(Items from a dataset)
◆ ◆ ◆ ◆ ◆
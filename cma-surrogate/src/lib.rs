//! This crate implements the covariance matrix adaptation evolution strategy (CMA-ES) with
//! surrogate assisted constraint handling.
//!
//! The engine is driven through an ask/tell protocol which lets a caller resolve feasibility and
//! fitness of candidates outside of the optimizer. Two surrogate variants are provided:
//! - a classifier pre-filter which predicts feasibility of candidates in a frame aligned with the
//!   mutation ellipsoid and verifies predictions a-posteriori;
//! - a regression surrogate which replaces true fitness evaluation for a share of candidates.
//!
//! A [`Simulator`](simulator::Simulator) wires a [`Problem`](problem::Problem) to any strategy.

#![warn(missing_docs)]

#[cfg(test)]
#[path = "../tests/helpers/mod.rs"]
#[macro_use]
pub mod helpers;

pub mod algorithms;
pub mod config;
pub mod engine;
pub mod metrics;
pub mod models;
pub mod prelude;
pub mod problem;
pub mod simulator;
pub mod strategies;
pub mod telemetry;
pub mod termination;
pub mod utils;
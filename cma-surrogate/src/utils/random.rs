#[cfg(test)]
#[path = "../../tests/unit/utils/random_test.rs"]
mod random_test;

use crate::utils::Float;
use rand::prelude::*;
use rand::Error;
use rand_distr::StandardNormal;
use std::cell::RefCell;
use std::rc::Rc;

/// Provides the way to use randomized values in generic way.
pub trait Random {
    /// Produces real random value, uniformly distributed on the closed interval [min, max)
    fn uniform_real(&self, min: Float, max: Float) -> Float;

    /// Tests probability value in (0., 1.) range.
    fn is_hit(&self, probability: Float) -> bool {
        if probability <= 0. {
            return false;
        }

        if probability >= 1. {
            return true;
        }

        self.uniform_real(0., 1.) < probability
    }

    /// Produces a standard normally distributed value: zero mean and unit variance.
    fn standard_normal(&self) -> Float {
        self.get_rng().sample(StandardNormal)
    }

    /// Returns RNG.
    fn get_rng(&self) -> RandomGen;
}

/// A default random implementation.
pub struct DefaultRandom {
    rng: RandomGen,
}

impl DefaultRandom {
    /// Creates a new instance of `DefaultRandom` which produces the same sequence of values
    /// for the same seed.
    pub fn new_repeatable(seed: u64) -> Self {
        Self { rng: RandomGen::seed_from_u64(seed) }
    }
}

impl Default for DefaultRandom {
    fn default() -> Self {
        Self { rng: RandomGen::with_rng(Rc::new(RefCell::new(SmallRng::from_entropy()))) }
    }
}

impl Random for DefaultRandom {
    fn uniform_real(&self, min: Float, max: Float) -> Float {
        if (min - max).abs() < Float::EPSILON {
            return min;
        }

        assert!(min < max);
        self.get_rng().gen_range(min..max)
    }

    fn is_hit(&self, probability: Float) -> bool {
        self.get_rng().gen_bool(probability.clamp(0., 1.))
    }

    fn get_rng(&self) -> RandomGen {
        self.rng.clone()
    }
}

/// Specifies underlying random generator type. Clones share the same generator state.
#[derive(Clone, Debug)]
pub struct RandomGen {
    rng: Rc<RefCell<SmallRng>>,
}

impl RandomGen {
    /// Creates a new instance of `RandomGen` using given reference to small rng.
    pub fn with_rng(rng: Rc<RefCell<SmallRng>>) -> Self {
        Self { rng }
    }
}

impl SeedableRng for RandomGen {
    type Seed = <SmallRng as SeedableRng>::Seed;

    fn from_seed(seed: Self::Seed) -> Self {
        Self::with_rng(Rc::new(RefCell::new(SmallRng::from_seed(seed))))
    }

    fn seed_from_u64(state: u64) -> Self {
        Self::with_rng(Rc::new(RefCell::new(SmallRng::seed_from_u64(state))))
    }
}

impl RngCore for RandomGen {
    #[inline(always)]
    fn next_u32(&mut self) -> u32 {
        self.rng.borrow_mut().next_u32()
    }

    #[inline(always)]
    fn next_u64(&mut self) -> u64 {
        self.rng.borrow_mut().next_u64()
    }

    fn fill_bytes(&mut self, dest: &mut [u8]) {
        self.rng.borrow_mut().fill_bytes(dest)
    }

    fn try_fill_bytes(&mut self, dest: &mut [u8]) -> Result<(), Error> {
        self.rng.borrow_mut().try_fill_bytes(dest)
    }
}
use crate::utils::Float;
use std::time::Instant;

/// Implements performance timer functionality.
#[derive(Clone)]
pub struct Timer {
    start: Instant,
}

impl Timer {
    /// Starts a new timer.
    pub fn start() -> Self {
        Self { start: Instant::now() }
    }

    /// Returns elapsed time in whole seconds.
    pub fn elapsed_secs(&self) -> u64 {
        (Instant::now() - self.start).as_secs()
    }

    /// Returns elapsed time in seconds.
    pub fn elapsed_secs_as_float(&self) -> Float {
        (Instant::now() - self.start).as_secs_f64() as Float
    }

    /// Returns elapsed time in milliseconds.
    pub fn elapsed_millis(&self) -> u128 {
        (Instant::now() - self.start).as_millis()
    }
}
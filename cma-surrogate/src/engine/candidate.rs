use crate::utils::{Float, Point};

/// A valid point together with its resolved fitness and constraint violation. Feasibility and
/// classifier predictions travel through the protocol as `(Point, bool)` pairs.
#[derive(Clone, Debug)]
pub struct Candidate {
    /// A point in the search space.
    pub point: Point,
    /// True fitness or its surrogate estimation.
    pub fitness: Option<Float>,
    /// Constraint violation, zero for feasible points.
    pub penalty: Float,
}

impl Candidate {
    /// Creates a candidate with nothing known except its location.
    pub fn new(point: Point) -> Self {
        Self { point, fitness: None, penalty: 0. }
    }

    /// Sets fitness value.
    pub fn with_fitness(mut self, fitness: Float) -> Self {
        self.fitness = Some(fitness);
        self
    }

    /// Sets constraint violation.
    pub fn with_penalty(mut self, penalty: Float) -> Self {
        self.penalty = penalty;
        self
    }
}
◆ ◆ ◆ ◆ ◆
> **Work order**
In the data above, find the line with "interval [min, max)" and the line with "if probability <= 0.". Retype both, plus every line between them, exactly.

> **Exercise answer**
    /// Produces real random value, uniformly distributed on the closed interval [min, max)
    fn uniform_real(&self, min: Float, max: Float) -> Float;

    /// Tests probability value in (0., 1.) range.
    fn is_hit(&self, probability: Float) -> bool {
        if probability <= 0. {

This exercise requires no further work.